Doch Texas Joe ist aus verständlichen Gründen etwas skeptisch. Zum einen kann er sich nicht recht entscheiden, welche der vielen urintherapierbaren Krankheiten, die er aus dem medizinischen Lexikon rausgesucht hat, er sich zulegen soll, zum anderen drängt sich ihm eine eigentlich sehr naheliegende Frage auf: Wenn das Zeug so unheimlich toll und gesund ist - warum in Hugos Namen veranstaltet unser Körper dann immer so einen Heidenspektakel, um es loszuwerden? (Bevorzugt auf der Autobahn, nachmittags um vier, wenn man noch ein paar Staukilometer vor sich hat...) Hat Mutter Natur das Buch vielleicht nicht richtig gelesen? Oder ist es doch wieder das erschreckend banal Naheliegendste: Alles Humbug?!

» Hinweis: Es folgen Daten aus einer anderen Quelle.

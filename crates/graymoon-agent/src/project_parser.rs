//! Discovers buildable projects inside a repository checkout by scanning
//! for manifest files and extracting their package id and dependencies.

use graymoon_core::{LinkId, ProjectDependency, ProjectKind, WorkspaceProject};
use std::path::{Path, PathBuf};

pub struct ParsedProject {
    pub project: WorkspaceProject,
    pub dependency_package_ids: Vec<(String, Option<String>)>,
}

pub trait ProjectFileParser: Send + Sync {
    /// Manifest file names this parser recognizes, e.g. `["Cargo.toml"]`.
    fn manifest_file_names(&self) -> &[&'static str];

    /// Parse one manifest file into a project plus its declared dependency
    /// package ids (version requirement, when present).
    fn parse(&self, link_id: LinkId, manifest_path: &Path, contents: &str) -> Option<ParsedProject>;
}

/// Finds every manifest matching any registered parser under `root`,
/// skipping `.git` and common vendor/build directories.
pub fn discover_manifests(root: &Path, parsers: &[Box<dyn ProjectFileParser>]) -> Vec<PathBuf> {
    let mut found = Vec::new();
    let mut stack = vec![root.to_path_buf()];
    while let Some(dir) = stack.pop() {
        let Ok(entries) = std::fs::read_dir(&dir) else { continue };
        for entry in entries.flatten() {
            let path = entry.path();
            let file_type = match entry.file_type() {
                Ok(t) => t,
                Err(_) => continue,
            };
            if file_type.is_dir() {
                let name = entry.file_name();
                let name = name.to_string_lossy();
                if name == ".git" || name == "target" || name == "node_modules" {
                    continue;
                }
                stack.push(path);
            } else if file_type.is_file() {
                let name = entry.file_name();
                let name = name.to_string_lossy();
                if parsers.iter().any(|p| p.manifest_file_names().contains(&name.as_ref())) {
                    found.push(path);
                }
            }
        }
    }
    found
}

/// Minimal `Cargo.toml` parser: pulls `[package] name`/`version` and
/// `[dependencies]` table keys as unversioned references.
pub struct CargoManifestParser;

impl ProjectFileParser for CargoManifestParser {
    fn manifest_file_names(&self) -> &[&'static str] {
        &["Cargo.toml"]
    }

    fn parse(&self, link_id: LinkId, manifest_path: &Path, contents: &str) -> Option<ParsedProject> {
        let value: toml::Value = contents.parse().ok()?;
        let package = value.get("package")?.as_table()?;
        let name = package.get("name")?.as_str()?.to_string();
        let version = package.get("version").and_then(|v| v.as_str()).map(str::to_string);
        let is_bin = value.get("bin").is_some() || manifest_path.parent().map(|p| p.join("src/main.rs").exists()).unwrap_or(false);
        let kind = if is_bin { ProjectKind::Executable } else { ProjectKind::Library };

        let mut project = WorkspaceProject::new(link_id, name.clone(), name, kind, manifest_path.to_string_lossy());
        if let Some(version) = version {
            project = project.version(version);
        }

        let mut deps = Vec::new();
        for section in ["dependencies", "dev-dependencies", "build-dependencies"] {
            if let Some(table) = value.get(section).and_then(|v| v.as_table()) {
                for (dep_name, spec) in table {
                    let requested = match spec {
                        toml::Value::String(s) => Some(s.clone()),
                        toml::Value::Table(t) => t.get("version").and_then(|v| v.as_str()).map(str::to_string),
                        _ => None,
                    };
                    deps.push((dep_name.clone(), requested));
                }
            }
        }

        Some(ParsedProject { project, dependency_package_ids: deps })
    }
}

/// Minimal `package.json` parser: name/version plus `dependencies`.
pub struct NpmManifestParser;

impl ProjectFileParser for NpmManifestParser {
    fn manifest_file_names(&self) -> &[&'static str] {
        &["package.json"]
    }

    fn parse(&self, link_id: LinkId, manifest_path: &Path, contents: &str) -> Option<ParsedProject> {
        let value: serde_json::Value = serde_json::from_str(contents).ok()?;
        let name = value.get("name")?.as_str()?.to_string();
        let version = value.get("version").and_then(|v| v.as_str()).map(str::to_string);

        let mut project =
            WorkspaceProject::new(link_id, name.clone(), name, ProjectKind::Package, manifest_path.to_string_lossy());
        if let Some(version) = version {
            project = project.version(version);
        }

        let mut deps = Vec::new();
        for section in ["dependencies", "devDependencies"] {
            if let Some(obj) = value.get(section).and_then(|v| v.as_object()) {
                for (dep_name, spec) in obj {
                    deps.push((dep_name.clone(), spec.as_str().map(str::to_string)));
                }
            }
        }

        Some(ParsedProject { project, dependency_package_ids: deps })
    }
}

pub fn default_parsers() -> Vec<Box<dyn ProjectFileParser>> {
    vec![Box::new(CargoManifestParser), Box::new(NpmManifestParser)]
}

/// Resolve dependency references against the set of projects already
/// discovered in the same repository, leaving external packages unmatched.
pub fn link_dependencies(parsed: &[ParsedProject]) -> Vec<ProjectDependency> {
    let mut edges = Vec::new();
    for p in parsed {
        for (package_id, requested_version) in &p.dependency_package_ids {
            let mut dep = ProjectDependency::new(p.project.id.clone(), package_id.clone(), requested_version.clone());
            if let Some(target) = parsed.iter().find(|other| &other.project.package_id == package_id) {
                dep.resolved_project_id = Some(target.project.id.clone());
            }
            edges.push(dep);
        }
    }
    edges
}

#[cfg(test)]
mod tests {
    use super::*;

    #[test]
    fn cargo_manifest_parses_name_and_deps() {
        let parser = CargoManifestParser;
        let contents = r#"
[package]
name = "widgets"
version = "0.2.0"

[dependencies]
serde = "1"
core-lib = { path = "../core-lib", version = "0.1" }
"#;
        let parsed = parser.parse(LinkId::new(), Path::new("/repo/widgets/Cargo.toml"), contents).unwrap();
        assert_eq!(parsed.project.package_id, "widgets");
        assert_eq!(parsed.project.version.as_deref(), Some("0.2.0"));
        assert_eq!(parsed.dependency_package_ids.len(), 2);
    }

    #[test]
    fn link_dependencies_matches_intra_repo_packages() {
        let link_id = LinkId::new();
        let core = CargoManifestParser
            .parse(link_id.clone(), Path::new("/repo/core/Cargo.toml"), "[package]\nname = \"core-lib\"\nversion = \"0.1.0\"")
            .unwrap();
        let widgets = CargoManifestParser
            .parse(
                link_id,
                Path::new("/repo/widgets/Cargo.toml"),
                "[package]\nname = \"widgets\"\nversion = \"0.2.0\"\n[dependencies]\ncore-lib = \"0.1\"\nexternal-crate = \"2\"",
            )
            .unwrap();

        let edges = link_dependencies(&[core, widgets]);
        let matched = edges.iter().find(|e| e.package_id == "core-lib").unwrap();
        assert!(matched.is_matched());
        let unmatched = edges.iter().find(|e| e.package_id == "external-crate").unwrap();
        assert!(!unmatched.is_matched());
    }
}
//! Persistent entity storage. A minimal `Store` trait behind which a real
//! database could sit; today's only implementation keeps everything in
//! memory, behind a swappable trait since Control, unlike the agent, has
//! no single authoritative process-local state shape worth hardcoding.

pub mod in_memory;

use async_trait::async_trait;
use graymoon_core::{
    Connector, ConnectorId, ProjectDependency, ProjectId, Repository, RepositoryId, Result, Workspace, WorkspaceId,
    WorkspaceProject, WorkspaceRepositoryLink,
};

#[async_trait]
pub trait Store: Send + Sync {
    async fn create_workspace(&self, workspace: Workspace) -> Result<()>;
    async fn get_workspace(&self, id: &WorkspaceId) -> Result<Workspace>;
    async fn list_workspaces(&self) -> Result<Vec<Workspace>>;

    async fn create_repository(&self, repository: Repository) -> Result<()>;
    async fn get_repository(&self, id: &RepositoryId) -> Result<Repository>;

    async fn create_connector(&self, connector: Connector) -> Result<()>;
    async fn get_connector(&self, id: &ConnectorId) -> Result<Connector>;
    async fn list_connectors(&self) -> Result<Vec<Connector>>;

    /// Insert or replace the link for `(workspace_id, repository_id)`.
    async fn upsert_link(&self, link: WorkspaceRepositoryLink) -> Result<()>;
    async fn get_link(&self, workspace_id: &WorkspaceId, repository_id: &RepositoryId) -> Result<WorkspaceRepositoryLink>;
    async fn list_links(&self, workspace_id: &WorkspaceId) -> Result<Vec<WorkspaceRepositoryLink>>;
    /// All links for a repository, across every workspace it has been added to.
    async fn list_links_for_repository(&self, repository_id: &RepositoryId) -> Result<Vec<WorkspaceRepositoryLink>>;

    /// Replace the full project/dependency set discovered for one link.
    async fn replace_projects(
        &self,
        link_id: &graymoon_core::LinkId,
        projects: Vec<WorkspaceProject>,
        dependencies: Vec<ProjectDependency>,
    ) -> Result<()>;
    async fn list_projects(&self, workspace_id: &WorkspaceId) -> Result<Vec<WorkspaceProject>>;
    async fn list_dependencies(&self, workspace_id: &WorkspaceId) -> Result<Vec<ProjectDependency>>;
    async fn get_project(&self, id: &ProjectId) -> Result<WorkspaceProject>;
}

Wer weiß - vielleicht sind wir auch einfach zu altmodisch und zu borniert-verkrampft mit unserem Körper und so. Typisch westliche Zivilisation eben. Die Inder und so, die sind da ja ganz anders...blabla. Ich glaub, ich hör unsere Nachbarin sprechen, die mit dem lila Strohut und den lustigen Flicken auf der Latzhose, die ihre Wohnung nie putzt, "damit der Kleine nich so verweichlicht gegen die Bazillen und so..." Dumme Kuh. Gib doch zu, daß du nicht weißt, wie die Domestos-Flasche aufgeht. Kommt wohl von übermäßigem Urinkonsum.
Zu welchem sich Texas Joe noch immer nicht so recht durchringen kann. Wahrscheinlich wäre es das beste, wenn er seinem Boß die nächsten Wochen einfach so gut wie möglich aus dem Weg geht. Zur Not kann er sich ja auch krank schreiben lassen - vorzugsweise wegen etwas, das man NICHT mit Urintherapie bekämpfen kann...Krebs oder so.
Schließlich biete ich Texas Joe - quasi so zum üben - einen Scotch an. Der ist auch goldgelb und wird handwarm serviert. Die plötzlichen philosophischen Zweifel, ob wir nicht wenigstens mundgeblasene schwedische Bleikristallbecher verwenden sollten, betäuben wir mit weiteren kräftigen Schlucken aus dem guten alten Plastikzahnputzbecher mit Hustensaftlogo drauf. Man soll schließlich immer klein anfangen. Weiter kommen wir an diesem Abend allerdings nicht mehr. Wollten wir auch gar nicht. Irgendwo muß schließlich mal Schluß sein.